### TASK DIRECTIONS
In the records below, the line with "pub const UNIT_MINIPET: u32" opens the range and the line with "trailing projectile block." closes it; print that range exactly and nothing else.

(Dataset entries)
+++++
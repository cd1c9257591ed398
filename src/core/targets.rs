//! Spell target block carried by cast and item-use commands.
//!
//! ```text
//! [Mask(4)]
//!   UNIT | UNIT_MINIPET          -> packed unit guid
//!   GAMEOBJECT                   -> packed object guid
//!   ITEM | TRADE_ITEM            -> packed item guid
//!   CORPSE_ENEMY | CORPSE_ALLY   -> packed corpse guid
//!   SOURCE_LOCATION              -> packed transport guid, x, y, z
//!   DEST_LOCATION                -> packed transport guid, x, y, z
//!   STRING                       -> C string
//! ```

use crate::core::buffer::CommandBuffer;
use crate::core::guid::ObjectGuid;
use crate::error::Result;

pub mod flags {
    pub const SELF: u32 = 0x0000_0000;
    pub const UNIT: u32 = 0x0000_0002;
    pub const ITEM: u32 = 0x0000_0010;
    pub const SOURCE_LOCATION: u32 = 0x0000_0020;
    pub const DEST_LOCATION: u32 = 0x0000_0040;
    pub const CORPSE_ENEMY: u32 = 0x0000_0200;
    pub const GAMEOBJECT: u32 = 0x0000_0800;
    pub const TRADE_ITEM: u32 = 0x0000_1000;
    pub const STRING: u32 = 0x0000_2000;
    pub const CORPSE_ALLY: u32 = 0x0000_8000;
    pub const UNIT_MINIPET: u32 = 0x0001_0000;

    pub const UNIT_MASK: u32 = UNIT | UNIT_MINIPET;
    pub const ITEM_MASK: u32 = ITEM | TRADE_ITEM;
    pub const CORPSE_MASK: u32 = CORPSE_ENEMY | CORPSE_ALLY;
}

/// Cast flag announcing the trailing projectile block.
pub const CAST_FLAG_HAS_TRAJECTORY: u8 = 0x02;

#[derive(Debug, Clone, Copy, PartialEq, Default)]
pub struct Position {
    pub x: f32,
    pub y: f32,
    pub z: f32,
}

impl Position {
    pub fn new(x: f32, y: f32, z: f32) -> Self {
        Self { x, y, z }
    }

    pub fn read(buf: &mut CommandBuffer) -> Result<Self> {
        Ok(Self {
            x: buf.read_f32()?,
            y: buf.read_f32()?,
            z: buf.read_f32()?,
        })
    }

    pub fn write(&self, buf: &mut CommandBuffer) {
        buf.write_f32(self.x).write_f32(self.y).write_f32(self.z);
    }
}

#[derive(Debug, Clone, Copy, PartialEq, Default)]
pub struct Location {
    pub transport: ObjectGuid,
    pub position: Position,
}

#[derive(Debug, Clone, PartialEq, Default)]
pub struct SpellCastTargets {
    pub mask: u32,
    pub unit: Option<ObjectGuid>,
    pub game_object: Option<ObjectGuid>,
    pub item: Option<ObjectGuid>,
    pub corpse: Option<ObjectGuid>,
    pub source: Option<Location>,
    pub destination: Option<Location>,
    pub text: Option<String>,
}

impl SpellCastTargets {
    /// Read a target block on behalf of `caster`. A self-target mask resolves
    /// the unit target to the caster.
    pub fn read_for_caster(buf: &mut CommandBuffer, caster: ObjectGuid) -> Result<Self> {
        let mask = buf.read_u32()?;
        let mut targets = Self {
            mask,
            ..Self::default()
        };

        if mask == flags::SELF {
            targets.unit = Some(caster);
            return Ok(targets);
        }
        if mask & flags::UNIT_MASK != 0 {
            targets.unit = Some(buf.read_packed_guid()?);
        }
        if mask & flags::GAMEOBJECT != 0 {
            targets.game_object = Some(buf.read_packed_guid()?);
        }
        if mask & flags::ITEM_MASK != 0 && caster.is_player() {
            targets.item = Some(buf.read_packed_guid()?);
        }
        if mask & flags::CORPSE_MASK != 0 {
            targets.corpse = Some(buf.read_packed_guid()?);
        }
        if mask & flags::SOURCE_LOCATION != 0 {
            targets.source = Some(Location {
                transport: buf.read_packed_guid()?,
                position: Position::read(buf)?,
            });
        }
        if mask & flags::DEST_LOCATION != 0 {
            targets.destination = Some(Location {
                transport: buf.read_packed_guid()?,
                position: Position::read(buf)?,
            });
        }
        if mask & flags::STRING != 0 {
            targets.text = Some(buf.read_cstring()?);
        }
        Ok(targets)
    }

    pub fn write(&self, buf: &mut CommandBuffer) {
        buf.write_u32(self.mask);
        if self.mask == flags::SELF {
            return;
        }
        let guids = [
            (flags::UNIT_MASK, self.unit),
            (flags::GAMEOBJECT, self.game_object),
            (flags::ITEM_MASK, self.item),
            (flags::CORPSE_MASK, self.corpse),
        ];
        for (bits, guid) in guids {
            if self.mask & bits != 0 {
                buf.write_packed_guid(guid.unwrap_or_default());
            }
        }
        for (bits, location) in [
            (flags::SOURCE_LOCATION, self.source),
            (flags::DEST_LOCATION, self.destination),
        ] {
            if self.mask & bits != 0 {
                let location = location.unwrap_or_default();
                buf.write_packed_guid(location.transport);
                location.position.write(buf);
            }
        }
        if self.mask & flags::STRING != 0 {
            buf.write_cstring(self.text.as_deref().unwrap_or_default());
        }
    }

    pub fn has_destination(&self) -> bool {
        self.mask & flags::DEST_LOCATION != 0
    }
}

/// Projectile block appended when the cast flags carry
/// [`CAST_FLAG_HAS_TRAJECTORY`].
#[derive(Debug, Clone, Copy, PartialEq, Default)]
pub struct Trajectory {
    pub elevation: f32,
    pub speed: f32,
}

impl Trajectory {
    /// Read the projectile block. A trailing movement snapshot is consumed
    /// without interpretation.
    pub fn read_if_flagged(buf: &mut CommandBuffer, cast_flags: u8) -> Result<Option<Self>> {
        if cast_flags & CAST_FLAG_HAS_TRAJECTORY == 0 {
            return Ok(None);
        }
        let trajectory = Self {
            elevation: buf.read_f32()?,
            speed: buf.read_f32()?,
        };
        if buf.read_u8()? != 0 {
            buf.finish();
        }
        Ok(Some(trajectory))
    }
}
+++++
### COMPLETED EXERCISE
    pub const UNIT_MINIPET: u32 = 0x0001_0000;

    pub const UNIT_MASK: u32 = UNIT | UNIT_MINIPET;
    pub const ITEM_MASK: u32 = ITEM | TRADE_ITEM;
    pub const CORPSE_MASK: u32 = CORPSE_ENEMY | CORPSE_ALLY;
}

/// Cast flag announcing the trailing projectile block.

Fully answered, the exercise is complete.